(Provided data)
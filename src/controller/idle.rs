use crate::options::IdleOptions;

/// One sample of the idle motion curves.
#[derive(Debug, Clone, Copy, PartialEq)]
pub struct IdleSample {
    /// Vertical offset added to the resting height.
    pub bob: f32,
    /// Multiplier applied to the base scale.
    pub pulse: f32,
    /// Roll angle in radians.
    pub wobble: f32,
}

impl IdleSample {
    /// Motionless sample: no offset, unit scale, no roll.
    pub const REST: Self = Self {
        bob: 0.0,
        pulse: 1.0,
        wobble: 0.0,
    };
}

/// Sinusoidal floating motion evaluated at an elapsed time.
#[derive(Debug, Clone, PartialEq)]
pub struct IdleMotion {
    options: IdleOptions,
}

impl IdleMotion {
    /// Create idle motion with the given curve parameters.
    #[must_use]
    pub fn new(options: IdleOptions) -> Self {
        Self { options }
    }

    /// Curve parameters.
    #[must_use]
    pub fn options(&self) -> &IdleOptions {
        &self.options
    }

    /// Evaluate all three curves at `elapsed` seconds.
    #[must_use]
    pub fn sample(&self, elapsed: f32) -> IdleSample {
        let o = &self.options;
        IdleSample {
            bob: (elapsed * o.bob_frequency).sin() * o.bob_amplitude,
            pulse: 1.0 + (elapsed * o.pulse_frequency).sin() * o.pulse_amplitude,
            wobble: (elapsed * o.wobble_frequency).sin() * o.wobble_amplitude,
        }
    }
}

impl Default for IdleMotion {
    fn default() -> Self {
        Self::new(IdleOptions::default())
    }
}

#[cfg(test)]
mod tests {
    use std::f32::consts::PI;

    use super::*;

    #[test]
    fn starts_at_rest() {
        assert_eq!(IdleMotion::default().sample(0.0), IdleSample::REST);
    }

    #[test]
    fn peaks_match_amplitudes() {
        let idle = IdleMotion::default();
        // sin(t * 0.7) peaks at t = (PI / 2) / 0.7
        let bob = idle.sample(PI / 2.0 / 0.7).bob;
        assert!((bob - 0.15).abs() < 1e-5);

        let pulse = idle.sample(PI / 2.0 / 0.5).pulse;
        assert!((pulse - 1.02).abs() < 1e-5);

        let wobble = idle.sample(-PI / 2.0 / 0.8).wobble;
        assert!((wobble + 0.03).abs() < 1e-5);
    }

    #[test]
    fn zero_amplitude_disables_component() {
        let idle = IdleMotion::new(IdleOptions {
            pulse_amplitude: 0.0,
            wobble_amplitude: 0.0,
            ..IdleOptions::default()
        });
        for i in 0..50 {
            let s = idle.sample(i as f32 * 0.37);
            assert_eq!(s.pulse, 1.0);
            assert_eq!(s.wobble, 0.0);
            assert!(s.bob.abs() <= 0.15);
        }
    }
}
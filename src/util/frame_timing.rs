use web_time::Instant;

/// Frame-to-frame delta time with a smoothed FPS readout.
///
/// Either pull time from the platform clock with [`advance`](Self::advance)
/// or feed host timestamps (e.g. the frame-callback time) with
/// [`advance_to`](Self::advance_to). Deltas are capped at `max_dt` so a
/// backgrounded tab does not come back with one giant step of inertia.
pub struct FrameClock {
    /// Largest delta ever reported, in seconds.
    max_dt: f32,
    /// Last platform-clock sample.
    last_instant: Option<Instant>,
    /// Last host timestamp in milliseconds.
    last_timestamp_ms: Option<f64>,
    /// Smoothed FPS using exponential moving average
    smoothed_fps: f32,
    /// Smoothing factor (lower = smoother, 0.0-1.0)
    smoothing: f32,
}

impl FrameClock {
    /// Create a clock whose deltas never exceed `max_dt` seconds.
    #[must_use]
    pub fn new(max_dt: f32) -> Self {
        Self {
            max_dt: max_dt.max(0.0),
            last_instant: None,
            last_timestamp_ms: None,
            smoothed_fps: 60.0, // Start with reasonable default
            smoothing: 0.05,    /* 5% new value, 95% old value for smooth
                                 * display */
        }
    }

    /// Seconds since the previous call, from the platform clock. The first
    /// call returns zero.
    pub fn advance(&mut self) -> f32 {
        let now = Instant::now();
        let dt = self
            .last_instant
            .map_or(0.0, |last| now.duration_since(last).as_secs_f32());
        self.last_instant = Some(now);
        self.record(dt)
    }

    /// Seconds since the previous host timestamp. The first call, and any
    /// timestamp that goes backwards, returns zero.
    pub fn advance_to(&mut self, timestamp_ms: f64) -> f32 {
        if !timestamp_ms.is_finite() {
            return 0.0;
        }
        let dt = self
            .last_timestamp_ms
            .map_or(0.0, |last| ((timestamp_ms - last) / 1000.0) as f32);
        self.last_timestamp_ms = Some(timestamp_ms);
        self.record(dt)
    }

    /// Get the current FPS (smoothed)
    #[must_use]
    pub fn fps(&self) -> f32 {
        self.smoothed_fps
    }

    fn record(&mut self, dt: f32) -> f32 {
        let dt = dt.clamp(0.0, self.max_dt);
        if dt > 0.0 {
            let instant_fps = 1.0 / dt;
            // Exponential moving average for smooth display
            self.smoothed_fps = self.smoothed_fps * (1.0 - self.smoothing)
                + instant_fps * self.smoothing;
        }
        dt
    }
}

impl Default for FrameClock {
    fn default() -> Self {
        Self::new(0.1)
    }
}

---

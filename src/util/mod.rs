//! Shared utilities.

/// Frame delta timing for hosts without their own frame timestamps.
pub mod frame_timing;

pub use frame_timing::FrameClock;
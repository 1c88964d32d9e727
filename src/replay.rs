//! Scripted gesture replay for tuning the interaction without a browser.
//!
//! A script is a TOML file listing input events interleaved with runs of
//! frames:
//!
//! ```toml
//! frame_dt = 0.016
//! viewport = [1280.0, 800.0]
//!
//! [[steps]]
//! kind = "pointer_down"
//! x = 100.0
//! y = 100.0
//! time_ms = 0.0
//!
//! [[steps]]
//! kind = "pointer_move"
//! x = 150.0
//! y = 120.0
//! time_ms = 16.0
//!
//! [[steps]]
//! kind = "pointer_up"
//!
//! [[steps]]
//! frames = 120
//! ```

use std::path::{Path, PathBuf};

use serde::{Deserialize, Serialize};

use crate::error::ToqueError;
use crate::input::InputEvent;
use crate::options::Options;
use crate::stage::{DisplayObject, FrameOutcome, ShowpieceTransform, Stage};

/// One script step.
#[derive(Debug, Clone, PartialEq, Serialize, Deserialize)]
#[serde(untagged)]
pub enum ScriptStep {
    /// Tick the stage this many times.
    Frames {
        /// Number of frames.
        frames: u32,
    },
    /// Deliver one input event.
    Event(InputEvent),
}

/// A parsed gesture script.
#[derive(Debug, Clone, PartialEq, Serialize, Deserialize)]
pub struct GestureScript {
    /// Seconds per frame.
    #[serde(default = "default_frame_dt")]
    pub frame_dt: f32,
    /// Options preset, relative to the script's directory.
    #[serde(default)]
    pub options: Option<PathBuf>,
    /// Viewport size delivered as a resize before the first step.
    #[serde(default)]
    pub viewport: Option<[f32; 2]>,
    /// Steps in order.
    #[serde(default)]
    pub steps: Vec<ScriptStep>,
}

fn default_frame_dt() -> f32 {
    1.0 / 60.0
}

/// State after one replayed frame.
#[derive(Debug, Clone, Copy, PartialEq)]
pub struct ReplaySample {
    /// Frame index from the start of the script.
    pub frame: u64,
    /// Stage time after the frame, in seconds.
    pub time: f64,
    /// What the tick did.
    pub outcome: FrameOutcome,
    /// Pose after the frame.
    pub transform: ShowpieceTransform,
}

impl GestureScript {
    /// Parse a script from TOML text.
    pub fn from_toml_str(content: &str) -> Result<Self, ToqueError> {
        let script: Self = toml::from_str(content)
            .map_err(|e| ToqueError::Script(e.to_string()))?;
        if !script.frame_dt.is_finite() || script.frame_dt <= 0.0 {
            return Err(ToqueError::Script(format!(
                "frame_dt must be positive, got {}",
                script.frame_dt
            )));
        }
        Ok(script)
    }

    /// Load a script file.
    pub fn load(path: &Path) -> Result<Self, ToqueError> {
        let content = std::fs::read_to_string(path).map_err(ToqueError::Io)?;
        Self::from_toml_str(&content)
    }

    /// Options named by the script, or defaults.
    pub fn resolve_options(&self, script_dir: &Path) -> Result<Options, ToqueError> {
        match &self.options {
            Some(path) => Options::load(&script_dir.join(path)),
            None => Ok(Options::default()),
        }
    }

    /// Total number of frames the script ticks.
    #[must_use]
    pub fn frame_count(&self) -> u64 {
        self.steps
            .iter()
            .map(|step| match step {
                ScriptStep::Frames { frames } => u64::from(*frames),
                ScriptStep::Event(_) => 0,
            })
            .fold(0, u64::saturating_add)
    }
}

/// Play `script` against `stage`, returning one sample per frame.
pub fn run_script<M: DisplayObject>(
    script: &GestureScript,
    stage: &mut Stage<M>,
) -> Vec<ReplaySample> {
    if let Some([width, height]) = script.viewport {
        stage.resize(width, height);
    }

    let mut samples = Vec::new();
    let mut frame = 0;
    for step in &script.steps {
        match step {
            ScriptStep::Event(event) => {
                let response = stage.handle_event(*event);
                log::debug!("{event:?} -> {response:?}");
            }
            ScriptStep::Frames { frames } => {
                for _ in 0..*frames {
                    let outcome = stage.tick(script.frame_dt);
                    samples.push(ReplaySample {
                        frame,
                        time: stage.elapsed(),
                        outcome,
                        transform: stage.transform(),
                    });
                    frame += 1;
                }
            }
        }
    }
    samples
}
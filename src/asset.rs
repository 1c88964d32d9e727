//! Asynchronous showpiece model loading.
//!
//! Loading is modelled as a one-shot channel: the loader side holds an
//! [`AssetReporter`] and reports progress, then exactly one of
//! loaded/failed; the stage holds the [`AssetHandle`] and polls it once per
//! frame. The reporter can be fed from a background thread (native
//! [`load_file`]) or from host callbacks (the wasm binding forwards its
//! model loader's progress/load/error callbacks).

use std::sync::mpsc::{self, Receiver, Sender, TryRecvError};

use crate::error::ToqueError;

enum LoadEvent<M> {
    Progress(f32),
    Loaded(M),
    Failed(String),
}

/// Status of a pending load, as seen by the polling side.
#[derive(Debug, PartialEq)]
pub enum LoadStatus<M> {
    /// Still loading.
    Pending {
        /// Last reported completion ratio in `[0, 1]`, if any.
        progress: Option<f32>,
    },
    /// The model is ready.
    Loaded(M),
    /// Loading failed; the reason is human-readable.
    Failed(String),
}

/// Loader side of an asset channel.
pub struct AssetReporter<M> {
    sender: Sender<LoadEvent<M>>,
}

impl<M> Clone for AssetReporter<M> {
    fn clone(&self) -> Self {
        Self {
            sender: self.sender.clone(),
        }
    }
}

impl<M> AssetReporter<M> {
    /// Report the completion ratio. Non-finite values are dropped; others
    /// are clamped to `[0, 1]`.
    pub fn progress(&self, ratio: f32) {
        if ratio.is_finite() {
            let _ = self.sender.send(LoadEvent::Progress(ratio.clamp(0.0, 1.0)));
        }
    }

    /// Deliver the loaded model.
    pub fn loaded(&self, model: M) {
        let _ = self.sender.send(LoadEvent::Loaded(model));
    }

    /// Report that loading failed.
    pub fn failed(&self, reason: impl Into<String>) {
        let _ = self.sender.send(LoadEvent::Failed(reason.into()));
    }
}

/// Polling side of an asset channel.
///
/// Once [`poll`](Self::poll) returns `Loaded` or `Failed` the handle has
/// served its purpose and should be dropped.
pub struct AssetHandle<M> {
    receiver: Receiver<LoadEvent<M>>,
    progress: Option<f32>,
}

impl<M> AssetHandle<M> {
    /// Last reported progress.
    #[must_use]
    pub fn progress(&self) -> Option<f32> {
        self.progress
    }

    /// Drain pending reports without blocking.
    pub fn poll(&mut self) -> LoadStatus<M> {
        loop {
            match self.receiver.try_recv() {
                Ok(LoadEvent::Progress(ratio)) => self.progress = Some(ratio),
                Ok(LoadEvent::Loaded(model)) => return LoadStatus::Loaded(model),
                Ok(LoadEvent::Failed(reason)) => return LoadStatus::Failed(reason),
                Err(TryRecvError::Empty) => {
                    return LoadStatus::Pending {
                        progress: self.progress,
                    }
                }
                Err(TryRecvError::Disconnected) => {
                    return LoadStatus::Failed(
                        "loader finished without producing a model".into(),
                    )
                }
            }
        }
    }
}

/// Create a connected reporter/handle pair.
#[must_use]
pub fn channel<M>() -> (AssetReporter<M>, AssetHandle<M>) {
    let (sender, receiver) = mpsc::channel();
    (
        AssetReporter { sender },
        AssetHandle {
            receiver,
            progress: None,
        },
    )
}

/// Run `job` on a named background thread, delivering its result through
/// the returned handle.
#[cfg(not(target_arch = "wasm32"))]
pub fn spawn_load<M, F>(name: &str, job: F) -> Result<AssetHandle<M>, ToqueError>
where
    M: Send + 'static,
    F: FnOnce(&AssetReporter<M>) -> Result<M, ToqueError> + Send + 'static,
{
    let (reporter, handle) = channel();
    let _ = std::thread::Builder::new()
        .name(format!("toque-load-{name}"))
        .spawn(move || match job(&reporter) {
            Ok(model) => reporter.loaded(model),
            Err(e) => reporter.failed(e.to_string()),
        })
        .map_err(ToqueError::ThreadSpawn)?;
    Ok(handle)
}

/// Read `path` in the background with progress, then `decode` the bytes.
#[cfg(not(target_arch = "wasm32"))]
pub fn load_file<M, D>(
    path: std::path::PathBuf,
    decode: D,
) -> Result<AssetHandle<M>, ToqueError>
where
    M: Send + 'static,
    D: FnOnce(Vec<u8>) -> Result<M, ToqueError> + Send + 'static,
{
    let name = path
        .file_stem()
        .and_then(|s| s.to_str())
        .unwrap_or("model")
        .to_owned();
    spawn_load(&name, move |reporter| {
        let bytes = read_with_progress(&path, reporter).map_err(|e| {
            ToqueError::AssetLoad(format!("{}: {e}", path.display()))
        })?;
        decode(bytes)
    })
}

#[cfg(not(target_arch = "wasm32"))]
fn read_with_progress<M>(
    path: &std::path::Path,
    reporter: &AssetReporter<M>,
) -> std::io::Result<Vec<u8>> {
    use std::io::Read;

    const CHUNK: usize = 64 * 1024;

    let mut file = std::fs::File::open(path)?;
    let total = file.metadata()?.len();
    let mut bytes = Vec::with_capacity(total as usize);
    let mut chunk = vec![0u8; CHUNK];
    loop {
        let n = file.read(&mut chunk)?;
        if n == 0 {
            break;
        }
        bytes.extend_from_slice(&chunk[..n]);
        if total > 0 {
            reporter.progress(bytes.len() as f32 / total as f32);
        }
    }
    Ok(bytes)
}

(Requirement) Where a line of the listing holds the string "FrameOutcome", copy that line.

(Response)
use crate::stage::{DisplayObject, FrameOutcome, ShowpieceTransform, Stage};
    pub outcome: FrameOutcome,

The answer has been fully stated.